8月29日の朝鮮によるミサイル発射に関し、中国外交部の華春瑩報道官は、同日及び翌日の定例記者会見で、記者からの繰り返しの質問に対して、詳細に中国政府の認識と立場を述べました。また、30日付の環球時報は、「ミサイル発射と圧力行使の悪循環 さらにどれだけくり返すのか」と題する社説で、華春瑩報道官が婉曲に明らかにしようとした中国の判断と立場をストレートに明らかにしました。

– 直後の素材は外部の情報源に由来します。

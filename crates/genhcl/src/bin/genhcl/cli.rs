//! genhcl cli interface

use clap::{Parser, Subcommand, ValueEnum};
use std::fmt::Formatter;
use std::path::PathBuf;

#[derive(Parser, Debug)]
#[command(author, version, about, long_about = None)]
pub struct Cli {
    /// Change the work directory
    ///
    /// Can be specified multiple times. Note that all
    /// paths on the way to the final path must exist.
    ///
    /// This is equivalent to running { cd <directory>; genhcl ... }
    #[clap(short = 'C', long = "directory", global(true))]
    pub directory: Vec<PathBuf>,

    #[command(subcommand)]
    pub command: Command,
}

#[derive(Subcommand, Debug)]
pub enum Command {
    /// Generate the artifacts of a stack
    ///
    /// Prints the artifacts unless --write is given
    #[command(alias = "gen")]
    Generate(GenerateCommand),

    /// Print debug information for development
    Dev(DevCommand),
}

#[derive(Parser, Debug)]
pub struct ProjectArgs {
    /// Project root directory, defaults to the work directory
    #[clap(short = 'r', long = "root")]
    pub root: Option<PathBuf>,

    /// Stack path inside the project, e.g. /stacks/prod
    #[clap(short = 's', long = "stack")]
    pub stack: String,

    /// Stack path relative to the repository root, when the project is not the repository root
    ///
    /// Matched by `stack_filter.repository_paths`. Defaults to the stack path.
    #[clap(long = "repository-path")]
    pub repository_path: Option<String>,
}

#[derive(Parser, Debug)]
pub struct GenerateCommand {
    #[clap(flatten)]
    pub project: ProjectArgs,

    /// Define a global, e.g. -g 'env="prod"'
    ///
    /// The value is an hcl expression. Can be specified multiple times.
    #[clap(short = 'g', long = "global", value_parser = parse_global)]
    pub globals: Vec<(String, String)>,

    /// Write applicable artifacts into the stack directory
    ///
    /// Existing files are only replaced when they were generated before.
    #[clap(short = 'w', long = "write")]
    pub write: bool,

    /// Project directory vendored modules are placed in
    #[clap(long = "vendor-dir", default_value = genhcl::vendor::DEFAULT_VENDOR_DIR)]
    pub vendor_dir: String,

    #[clap(flatten)]
    pub output: OutputArgs,
}

fn parse_global(s: &str) -> Result<(String, String), String> {
    let (name, expr) = s
        .split_once('=')
        .ok_or_else(|| format!("expected name=<expression>, got {s:?}"))?;

    Ok((name.trim().to_string(), expr.trim().to_string()))
}

#[derive(Parser, Debug)]
pub struct OutputArgs {
    #[arg(short = 'F', long = "output-format", default_value_t)]
    pub format: OutputFormat,
}

#[derive(ValueEnum, Clone, Default, Debug)]
pub enum OutputFormat {
    Json,
    #[default]
    Yaml,
}

impl std::fmt::Display for OutputFormat {
    fn fmt(&self, f: &mut Formatter<'_>) -> std::fmt::Result {
        match self {
            OutputFormat::Json => f.write_str("json"),
            OutputFormat::Yaml => f.write_str("yaml"),
        }
    }
}

#[derive(Parser, Debug)]
pub struct DevCommand {
    #[command(subcommand)]
    pub command: DevSubCommand,
}

#[derive(Subcommand, Debug)]
pub enum DevSubCommand {
    /// Generation blocks visible from a stack, nearest first
    Blocks(ProjectArgs),
}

 その判断と立場とは、米日韓は再び安保理決議で朝鮮に対する制裁を強化する動きを示しているが、そうしたことは腹をくくっている朝鮮に対して何の意味もないことはもはや明らかだという判断であり、米日韓としてはいい加減朝鮮に対するワン・パターンの力ずくのアプローチを根本的に考え直すべきだ(中国としては米日韓にこれ以上お付き合いする用意はない)という距離を置く立場です。
 9月1日付の中国外交部WSは、王毅外交部長が同日、仏英日3国外相との約束に応じて電話会談を行って朝鮮半島情勢について意見交換したことを伝えました。注目されるのは、①フランスのル・ドリアン外相が「フランスは中国が半島核問題の解決のために継続して重要な役割を担っていることを支持しており、中国が責任を果たしていないという議論にはまったく賛成しない。フランスは中国とともに、朝鮮核問題が平和的に解決されることを推進する努力を払う」と述べたと紹介していること、②王毅外交部長が河野外相に対して「単独制裁は安保理決議の精神に反し、国際法上の根拠もない。日本はこの点について間違った判断を行うべきではない」と述べたと紹介していること、③イギリスのジョンソン外相との間では、王毅が「米韓合同軍事演習が終わって半島情勢は小休止の時期に入ったが、平和は引き続き放棄することはできない。各国は慎重に事を運ぶべきで、緊張を強める言動を再びとるべきではなく、共に努力して対話再起動のための条件を作り出すために努力するべきだ」と述べ、ジョンソンは「イギリスは朝鮮が安保理決議を無視してミサイルを発射したことに深刻な懸念を表明する。イギリスは平和的に半島核問題を解決することに賛成であり、中国がそのために行ってきた積極的な努力を十分に認識している。引き続き、半島核問題を適切に解決するため、中国と緊密な意思疎通を図っていきたい」と応じたと紹介していることです。朝鮮半島情勢に関して中国が積極的に事態の打開のための努力を行っていることが窺えますし、仏英外相も問題の平和的解決のために中国と意思疎通していきたいという態度表明を行っています。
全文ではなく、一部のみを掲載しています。